Turtle Conservation in Mozambique
On Vamizi Island in Mozambique over 100 turtles nest each year. With four, full-time rangers and one marine biologist on hand, the turtles, all of which are listed as either endangered or critically-endangered, have their nests protected and hatchlings nurtured as part of a conservation effort. Vamizi Island can be visited on a tailor-made trip with Audley.
Turtle Conservation in South Africa
Every summer along the northeast coastline of South Africa, hundreds of leatherback and loggerhead turtles emerge from the Indian Ocean to lay their eggs. In 1963 a conservation project was set up to help protect these eggs and this effort is still running today. During laying season nightly patrols are taken by staff to monitor the turtles and data is also collected to help understand the breeding patterns of these animals.
Turtle Conservation in Borneo
Situated close to the better known island of Sipadan; Mataking Island is an island split in two by a sandbar and is home to nesting green and hawksbill turtles. Due to threats to the turtle’s nests posed by an array of predators, their eggs are put in a turtle hatchery. Once hatched, visitors can assist the conservation project as they release the newly born turtles into the sea.
Turtle Conservation in the Seychelles
As well as being a fantastic place to stay, Lemuria Resort in the Seychelles employs a full time ‘turtle manager’ to record turtle nesting activity, monitor the dynamics of sand movement, manage beachfront vegetation and generally ensure that guest activities at the Lemuria Resort are carried out in a turtle friendly manner.
Turtle Conservation in Brazil
The TAMAR project protects around 50 kilometres of coastline around Praia do Forte, located on the northeast coast of Brazil. This work helps to maintain a healthy breeding ground for more than 550 nesting turtles and those visiting between September and March can see hawksbill, green, olive ridley and loggerhead turtle hatchlings.
Turtle Conservation in Costa Rica
The 19,000 hectare Tortuguero National Park in Costa Rica was created in 1970 in response to the endangered status of the green turtle. Between March and mid-October the 35 km (15 miles) of protected beach are the nesting ground for hawksbill, loggerhead, leatherback and green turtles. Visitors are accompanied by a guide during the twilight hours to witness the hatchlings in a responsible manner.

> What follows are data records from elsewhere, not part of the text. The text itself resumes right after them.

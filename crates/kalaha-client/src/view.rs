//! The view seam.
//!
//! The state machine never touches a screen directly: everything the user
//! sees goes through this trait. Implementations range from DOM bindings
//! to a plain terminal printer — the machine pushes snapshots and never
//! hands out mutable references to its own state.

use kalaha_board::RenderedBoard;
use kalaha_protocol::SearchHit;

use crate::MatchPhase;

/// Renders state-machine output.
///
/// All methods are notifications; none may fail or call back into the
/// state machine.
pub trait View: Send + 'static {
    /// Switches the visible screen to the one for `phase`
    /// (login / search / game panes in the reference UI).
    fn show_screen(&mut self, phase: MatchPhase);

    /// Displays a freshly rotated board snapshot.
    fn render_board(&mut self, board: &RenderedBoard);

    /// Replaces the opponent search result list. An empty slice clears it.
    fn render_search_results(&mut self, hits: &[SearchHit]);

    /// Sets the opponent name shown in the match header.
    fn set_opponent_label(&mut self, name: &str);

    /// Enables or disables the move input controls.
    fn set_move_enabled(&mut self, enabled: bool);
}
//! Identity and matchmaking types.
//!
//! These are the structures that cross the session REST boundary in
//! camelCase JSON. The game socket itself speaks the plain-text frames in
//! [`codec`](crate::codec) — nothing here travels over it except the two
//! fields of [`ActiveSession`] baked into the handshake frame.

use serde::{Deserialize, Serialize};
use std::fmt;

/// Identity asserted by the external authentication provider.
///
/// Produced exactly once per login and consumed by session creation;
/// immutable after that. The `token` is the provider's access token and is
/// forwarded verbatim for server-side verification — this crate never
/// inspects it.
#[derive(Debug, Clone, PartialEq, Eq, Serialize, Deserialize)]
#[serde(rename_all = "camelCase")]
pub struct Principal {
    /// Which identity provider vouched for this user (e.g. `"facebook"`).
    pub provider_id: String,
    /// The user's identifier within that provider.
    pub principal_id: String,
    /// Human-readable name, used for labels only.
    pub display_name: String,
    /// Provider access token, opaque to the client.
    pub token: String,
}

impl Principal {
    /// The provider-qualified username, `"{providerId}:{principalId}"`.
    ///
    /// This is the shape user ids take everywhere else in the protocol.
    pub fn build_username(&self) -> String {
        format!("{}:{}", self.provider_id, self.principal_id)
    }
}

/// A server-issued session pairing.
///
/// Created by session negotiation, owned exclusively by the session client,
/// and never mutated. Its only wire appearance is the handshake frame
/// `"{userId}={sessionId}"` sent as the first message on the socket.
#[derive(Debug, Clone, PartialEq, Eq, Serialize, Deserialize)]
#[serde(rename_all = "camelCase")]
pub struct ActiveSession {
    /// Provider-qualified user id (see [`Principal::build_username`]).
    pub user_id: String,
    /// Opaque session identifier issued by the server.
    pub session_id: String,
}

impl fmt::Display for ActiveSession {
    fn fmt(&self, f: &mut fmt::Formatter<'_>) -> fmt::Result {
        // The session id is a credential; keep it out of log lines.
        write!(f, "session for {}", self.user_id)
    }
}

/// One entry of an opponent search result.
#[derive(Debug, Clone, PartialEq, Eq, Serialize, Deserialize)]
#[serde(rename_all = "camelCase")]
pub struct SearchHit {
    /// Provider-qualified user id to hand to a game request.
    pub user_id: String,
    /// Name to show in the result list.
    pub display_name: String,
}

Turtle Conservation in Australia
For a more hands-on conservation project, assist the Aboriginal Rangers and Wildlife turtle population in the Cape York area, namely ghost nets left by irresponsible fishermen, and feral pigs who feast on the turtle’s nests. In addition, research in also carried out on the size, location and success of the nesting turtles. The work is carried out in the morning and late evening, allowing guests to relax and enjoy the stunning surroundings in the middle of the day.